The weight of the shirt

Pressure has always lived inside that yellow shirt. Brazil do not just compete at World Cups; they arrive with a demand. Anything less than the trophy feels like failure. They are now one tournament away from going six straight editions without lifting it. For a country that measures generations by stars above the crest, that drought bites.

Cafu knows that weight better than almost anyone. He played in three consecutive World Cup finals. He captained the side that finally ended a 24-year wait in 2002. The night before that final against Germany, with the world expecting Brazil to dazzle and deliver, his team found their own way to breathe.

“We played golf,” he recalled. Not on manicured greens, but in a hotel corridor.
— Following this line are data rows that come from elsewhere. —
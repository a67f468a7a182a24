use serde::{Deserialize, Serialize};

use super::bonus::{BONUS_ATTENDANCE_COUNT, BONUS_POINTS};
use super::day::{DAILY_POINT, WEDNESDAY_POINT, WEEKEND_POINT};
use super::grade::{GOLD_GRADE_POINT, SILVER_GRADE_POINT};
use crate::registry::MAX_USERS;

/// Rule configuration.
///
/// Every field is optional; anything left out keeps its built-in value.
/// Values are read once at startup and stay fixed for the run.
///
/// Example YAML:
/// ```yaml
/// rules:
///   max_users: 100
///   days:
///     daily: 1
///     wednesday: 3
///     weekend: 2
///   bonus:
///     attendance_count: 10
///     points: 10
///   grades:
///     gold: 50
///     silver: 30
/// ```
#[derive(Debug, Clone, Deserialize, Serialize, PartialEq)]
#[serde(deny_unknown_fields)]
pub struct RulesConfig {
    /// Maximum number of distinct users in one run (default: 100)
    #[serde(default)]
    pub max_users: Option<usize>,

    /// Points per attendance, by day category
    #[serde(default)]
    pub days: Option<DayPointsConfig>,

    /// Category bonus threshold and award
    #[serde(default)]
    pub bonus: Option<BonusConfig>,

    /// Grade thresholds (inclusive lower bounds)
    #[serde(default)]
    pub grades: Option<GradeConfig>,
}

impl Default for RulesConfig {
    fn default() -> Self {
        Self {
            max_users: Some(MAX_USERS),
            days: Some(DayPointsConfig::default()),
            bonus: Some(BonusConfig::default()),
            grades: Some(GradeConfig::default()),
        }
    }
}

#[derive(Debug, Clone, Deserialize, Serialize, PartialEq)]
#[serde(deny_unknown_fields)]
pub struct DayPointsConfig {
    /// Monday, Tuesday, Thursday, Friday
    #[serde(default)]
    pub daily: Option<u32>,

    #[serde(default)]
    pub wednesday: Option<u32>,

    /// Saturday and Sunday
    #[serde(default)]
    pub weekend: Option<u32>,
}

impl Default for DayPointsConfig {
    fn default() -> Self {
        Self {
            daily: Some(DAILY_POINT),
            wednesday: Some(WEDNESDAY_POINT),
            weekend: Some(WEEKEND_POINT),
        }
    }
}

#[derive(Debug, Clone, Deserialize, Serialize, PartialEq)]
#[serde(deny_unknown_fields)]
pub struct BonusConfig {
    /// Category attendances required for the bonus
    #[serde(default)]
    pub attendance_count: Option<u32>,

    /// Points awarded when the bonus fires
    #[serde(default)]
    pub points: Option<u32>,
}

impl Default for BonusConfig {
    fn default() -> Self {
        Self {
            attendance_count: Some(BONUS_ATTENDANCE_COUNT),
            points: Some(BONUS_POINTS),
        }
    }
}

#[derive(Debug, Clone, Deserialize, Serialize, PartialEq)]
#[serde(deny_unknown_fields)]
pub struct GradeConfig {
    #[serde(default)]
    pub gold: Option<u32>,

    #[serde(default)]
    pub silver: Option<u32>,
}

impl Default for GradeConfig {
    fn default() -> Self {
        Self {
            gold: Some(GOLD_GRADE_POINT),
            silver: Some(SILVER_GRADE_POINT),
        }
    }
}

#[cfg(test)]
mod tests {
    use super::*;

    #[test]
    fn test_default_rules_config() {
        let config = RulesConfig::default();

        assert_eq!(config.max_users, Some(100));
        assert_eq!(config.days.as_ref().unwrap().wednesday, Some(3));
        assert_eq!(config.bonus.as_ref().unwrap().attendance_count, Some(10));
        assert_eq!(config.grades.as_ref().unwrap().gold, Some(50));
    }

    #[test]
    fn test_rules_config_serde_roundtrip() {
        let config = RulesConfig::default();
        let yaml = serde_saphyr::to_string(&config).unwrap();
        let parsed: RulesConfig = serde_saphyr::from_str(&yaml).unwrap();
        assert_eq!(config, parsed);
    }

    #[test]
    fn test_partial_rules_config_parse() {
        let yaml = r#"
grades:
  gold: 60
"#;
        let config: RulesConfig = serde_saphyr::from_str(yaml).unwrap();
        let grades = config.grades.unwrap();
        assert_eq!(grades.gold, Some(60));
        assert!(grades.silver.is_none());
        assert!(config.days.is_none());
        assert!(config.bonus.is_none());
        assert!(config.max_users.is_none());
    }

    #[test]
    fn test_empty_rules_config_parse() {
        let config: RulesConfig = serde_saphyr::from_str("{}").unwrap();
        assert!(config.max_users.is_none());
        assert!(config.days.is_none());
        assert!(config.bonus.is_none());
        assert!(config.grades.is_none());
    }

    #[test]
    fn test_unknown_field_rejected() {
        let yaml = r#"
grades:
  platinum: 80
"#;
        let result: Result<RulesConfig, _> = serde_saphyr::from_str(yaml);
        assert!(result.is_err());
    }
}
use serde::Serialize;
use std::fmt;

pub const GOLD_GRADE_POINT: u32 = 50;
pub const SILVER_GRADE_POINT: u32 = 30;

/// Membership tier, ordered lowest to highest.
#[derive(Debug, Clone, Copy, PartialEq, Eq, PartialOrd, Ord, Hash, Default, Serialize)]
#[serde(rename_all = "UPPERCASE")]
pub enum Grade {
    #[default]
    Normal,
    Silver,
    Gold,
}

impl Grade {
    pub fn as_str(self) -> &'static str {
        match self {
            Grade::Normal => "NORMAL",
            Grade::Silver => "SILVER",
            Grade::Gold => "GOLD",
        }
    }
}

impl fmt::Display for Grade {
    fn fmt(&self, f: &mut fmt::Formatter<'_>) -> fmt::Result {
        f.write_str(self.as_str())
    }
}

/// Point thresholds for each tier. Lower bounds are inclusive.
#[derive(Debug, Clone, PartialEq, Eq)]
pub struct GradePolicy {
    gold: u32,
    silver: u32,
}

impl Default for GradePolicy {
    fn default() -> Self {
        Self::new(GOLD_GRADE_POINT, SILVER_GRADE_POINT)
    }
}

impl GradePolicy {
    pub fn new(gold: u32, silver: u32) -> Self {
        Self { gold, silver }
    }

    pub fn classify(&self, points: u32) -> Grade {
        if points >= self.gold {
            Grade::Gold
        } else if points >= self.silver {
            Grade::Silver
        } else {
            Grade::Normal
        }
    }
}
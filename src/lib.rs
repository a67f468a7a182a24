pub mod config;
pub mod engine;
pub mod error;
pub mod logging;
pub mod output;
pub mod registry;
pub mod rules;
pub mod source;

pub use engine::{run, AttendanceBook, IngestStats, Standings};
pub use error::AttendanceError;
pub use registry::{User, UserId, UserRegistry};
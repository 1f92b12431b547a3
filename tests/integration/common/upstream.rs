//! Scripted stand-in for the upstream text-generation service

use axum::{
    body::Body,
    extract::State,
    http::{header, StatusCode},
    response::{IntoResponse, Response},
    routing::post,
    Json, Router,
};
use futures::{stream, StreamExt};
use serde_json::{json, Value};
use std::collections::VecDeque;
use std::convert::Infallible;
use std::sync::Arc;
use tokio::sync::Mutex;

/// What the upstream answers to one generation request
#[derive(Debug, Clone)]
pub struct Script {
    lines: Vec<String>,
    hang: bool,
    status: StatusCode,
}

impl Script {
    /// One `data: <json>` line per event
    pub fn events(events: impl IntoIterator<Item = Value>) -> Self {
        Self {
            lines: events
                .into_iter()
                .map(|event| format!("data: {}\n", event))
                .collect(),
            hang: false,
            status: StatusCode::OK,
        }
    }

    /// Body chunks sent verbatim, one chunk per entry
    pub fn raw(chunks: impl IntoIterator<Item = &'static str>) -> Self {
        Self {
            lines: chunks.into_iter().map(str::to_string).collect(),
            hang: false,
            status: StatusCode::OK,
        }
    }

    /// Keep the body open after the scripted lines
    pub fn hanging(mut self) -> Self {
        self.hang = true;
        self
    }

    pub fn failing(status: StatusCode) -> Self {
        Self {
            lines: Vec::new(),
            hang: false,
            status,
        }
    }

    pub fn reply(content: &str) -> Self {
        Self::events([
            json!({"type": "content", "content": content}),
            json!({"type": "done", "usage": {"prompt_tokens": 10, "completion_tokens": 5}}),
        ])
    }
}

#[derive(Clone, Default)]
pub struct ScriptedUpstream {
    scripts: Arc<Mutex<VecDeque<Script>>>,
    requests: Arc<Mutex<Vec<Value>>>,
}

impl ScriptedUpstream {
    /// Serves on a random port and returns the base URL
    pub async fn start() -> (Self, String) {
        let upstream = Self::default();
        let app = Router::new()
            .route("/api/generate", post(generate))
            .with_state(upstream.clone());

        let listener = tokio::net::TcpListener::bind("127.0.0.1:0").await.unwrap();
        let addr = listener.local_addr().unwrap();
        tokio::spawn(async move {
            axum::serve(listener, app).await.unwrap();
        });

        (upstream, format!("http://{}", addr))
    }

    /// Queue the answer for the next request; unscripted requests get a short reply
    pub async fn push(&self, script: Script) {
        self.scripts.lock().await.push_back(script);
    }

    pub async fn requests(&self) -> Vec<Value> {
        self.requests.lock().await.clone()
    }
}

async fn generate(State(upstream): State<ScriptedUpstream>, Json(body): Json<Value>) -> Response {
    upstream.requests.lock().await.push(body);
    let script = upstream
        .scripts
        .lock()
        .await
        .pop_front()
        .unwrap_or_else(|| Script::reply("ok"));

    if !script.status.is_success() {
        return (script.status, "scripted failure").into_response();
    }

    let lines = stream::iter(script.lines.into_iter().map(Ok::<_, Infallible>));
    let body = if script.hang {
        Body::from_stream(lines.chain(stream::pending()))
    } else {
        Body::from_stream(lines)
    };

    Response::builder()
        .header(header::CONTENT_TYPE, "text/event-stream")
        .body(body)
        .unwrap()
}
“We were in our hotel before the final in 2002 and everyone was sitting around chatting. Ronaldinho had a ball and a club in his room, which a team had given him as a gift. He got a plastic cup and put it in the corridor and started trying to hit the ball into the cup. I’m terrible at golf but everyone was playing – me, Ronaldo, Roberto Carlos, Lúcio, Roque Júnior, Edmilson – we stayed in that corridor for maybe an hour and a half. It was the night before the World Cup final and we were playing golf to have fun.”

That image cuts through the myth of Brazilian football as pure, effortless joy and shows why it often looks that way. Behind the fireworks, the greatest sides find a way to make the heaviest nights feel light.

The current generation, and perhaps Neymar one last time, will soon walk into their own hotel corridors, their own rituals, their own ways of handling a nation’s expectation. The difference now is stark: Brazil are still chasing their sixth star, not defending it.

The question that lingers is just as stark. When that World Cup kicks off, will Neymar be part of the story, or just a reminder of what might have been?